Dog Sledding Events on the premises of local communities – people, dogs, and nature?
By Kari Jæger
In many places there has been a shift in tourism from before COVID-19, in how avoiding too much tourism, to how re-starting tourism with COVID-19 would be possible (Jóhannesson et al., 2022). It has been both a global and local discussion, on what the impacts on tourism would be in the long run. For many, the crisis that is brought to tourism, has also offered opportunities to re-consider tourism development in the Arctic, an opportunity, which also goes for the event’s future role.
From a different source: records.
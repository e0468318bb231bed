//! Application state.
//!
//! The only global is [`AppState`], an immutable handle to the backend service
//! and the loaded configuration. Each view owns its own reducer state from the
//! submodules and nothing else is shared.

pub mod gallery;
pub mod generator;
pub mod shell;
pub mod text_field;

use crate::api::MemeForgeService;
use crate::config::Config;
use gpui::*;
use std::sync::Arc;

pub struct AppState {
    pub service: Arc<MemeForgeService>,
    pub config: Config,
}

impl Global for AppState {}

impl AppState {
    pub fn new(service: MemeForgeService, config: Config) -> Self {
        Self {
            service: Arc::new(service),
            config,
        }
    }
}
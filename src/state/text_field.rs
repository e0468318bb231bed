/// Single-line text buffer with a caret, edited one keystroke at a time.
///
/// The cursor is a byte offset that always sits on a char boundary.
#[derive(Clone, Debug, Default, PartialEq, Eq)]
pub struct TextField {
    text: String,
    cursor: usize,
}

#[derive(Clone, Debug, PartialEq, Eq)]
pub enum TextEdit {
    Insert(String),
    Backspace,
    Delete,
    Left,
    Right,
    Home,
    End,
}

impl TextField {
    pub fn text(&self) -> &str {
        &self.text
    }

    pub fn clear(&mut self) {
        self.text.clear();
        self.cursor = 0;
    }

    pub fn apply(&mut self, edit: TextEdit) {
        match edit {
            TextEdit::Insert(s) => {
                let s: String = s.chars().filter(|c| !c.is_control()).collect();
                self.text.insert_str(self.cursor, &s);
                self.cursor += s.len();
            }
            TextEdit::Backspace => {
                if let Some(prev) = self.prev_boundary() {
                    self.text.replace_range(prev..self.cursor, "");
                    self.cursor = prev;
                }
            }
            TextEdit::Delete => {
                if let Some(next) = self.next_boundary() {
                    self.text.replace_range(self.cursor..next, "");
                }
            }
            TextEdit::Left => {
                if let Some(prev) = self.prev_boundary() {
                    self.cursor = prev;
                }
            }
            TextEdit::Right => {
                if let Some(next) = self.next_boundary() {
                    self.cursor = next;
                }
            }
            TextEdit::Home => self.cursor = 0,
            TextEdit::End => self.cursor = self.text.len(),
        }
    }

    /// Text with a `|` caret drawn at the cursor.
    pub fn with_caret(&self) -> String {
        let mut display = self.text.clone();
        display.insert(self.cursor, '|');
        display
    }

    fn prev_boundary(&self) -> Option<usize> {
        self.text[..self.cursor]
            .char_indices()
            .next_back()
            .map(|(i, _)| i)
    }

    fn next_boundary(&self) -> Option<usize> {
        self.text[self.cursor..]
            .chars()
            .next()
            .map(|c| self.cursor + c.len_utf8())
    }
}

#[cfg(test)]
mod tests {
    use super::*;

    fn typed(s: &str) -> TextField {
        let mut field = TextField::default();
        field.apply(TextEdit::Insert(s.to_string()));
        field
    }

    #[test]
    fn insert_moves_cursor() {
        let field = typed("meme");
        assert_eq!(field.with_caret(), "meme|");
    }

    #[test]
    fn edits_respect_multibyte_chars() {
        let mut field = typed("café🔥");
        field.apply(TextEdit::Backspace);
        assert_eq!(field.text(), "café");
        field.apply(TextEdit::Left);
        field.apply(TextEdit::Backspace);
        assert_eq!(field.text(), "caé");
        field.apply(TextEdit::Delete);
        assert_eq!(field.with_caret(), "ca|");
    }

    #[test]
    fn insert_in_the_middle() {
        let mut field = typed("bug");
        field.apply(TextEdit::Home);
        field.apply(TextEdit::Insert("a ".to_string()));
        assert_eq!(field.text(), "a bug");
        field.apply(TextEdit::End);
        field.apply(TextEdit::Insert("s".to_string()));
        assert_eq!(field.with_caret(), "a bugs|");
    }

    #[test]
    fn boundaries_are_no_ops() {
        let mut field = TextField::default();
        field.apply(TextEdit::Backspace);
        field.apply(TextEdit::Delete);
        field.apply(TextEdit::Left);
        field.apply(TextEdit::Right);
        assert_eq!(field, TextField::default());
    }

    #[test]
    fn control_characters_are_dropped() {
        let field = typed("a\nb\t");
        assert_eq!(field.text(), "ab");
    }
}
The two Norwegian dogsledding events investigated here are Femundløpet, that was started in 1990 at Røros, and Finnmarksløpet, that was started in Alta in 1981. These events are both created through networks internal in the dogsledding societies in Norway, and through the local communities the events are located and staged. Those involved in the core activities in Femundløpet and Finnmarksløpet include dogsled drivers - both national and international, locals and visitors, their handlers, and volunteers.
Fieldwork dogsledding events
Last winter the first part of the fieldwork was conducted in February and March 2022, related to the two dogsledding events, Femundløpet at Røros, and Finnmarksløpet in Alta. A second part of fieldwork will be conducted, related to the two dogsledding events in February and March 2023. The aim of the study is to better understand how the two events have been influencing, and are being influenced related to the participants, their role in the local societies, local culture, the dogs, and within the use of rural nature landscapes.
The study will further have a special focus on the role the two dogsledding events have to the potential emerging of tourism through the ‘destinization of place’ (Granås, 2018). The relevance of research on sports events is pointed out by Herbold, Thees & Philipp (2020), describing the local community as a source of an authentic experience, for the sport tourists, with the importance of local engagement, in sustainable and long-term local development. This also related to identity-based development of new touristic products.
The research is still in a startup phase, and I aim to bring new knowledge related to the different areas mentioned above. The findings so far have been gathered through field conversations, observations, interviews, individual and group dialogues.
Granås, B. (2018). Destinizing Finnmark: Place making through dogsledding. Annals of Tourism Research. Vol. 72, pp. 48-57.
Herbold, V., Thees, H. and Philipp, J. (2020). The Host Community and Its Role in Sports Tourism—Exploring an Emerging Research Field. Chair of Tourism, Center for Entrepreneurship, Catholic University of Eichstaett-Ingolstadt, 85072 Eichstätt, Germany.
Jóhannesson G.T., Welling, J., Müller,D.K., Lundmark, L., Nilsson, R.O., Barre de la, S., Granås, B., Kvidal-Røvik, T., Rantala, O., Tervo-Kankare, K., Maher, P., (2022). Arctic Tourism in Times of Change Uncertain Futures – From Overtourism to Re-starting Tourism. https://pub.norden.org/temanord2022-516
Quinn, B. and Ryan, T. (2018). Events, social connections, place identities and extended families, Journal of Policy Research in Tourism, Leisure and Events, Published online April 2018.
Richards, G. and Jarman, D. (2021). Events as platforms, networks, and communities. Event Management, Vol. 25, pp. 1-7.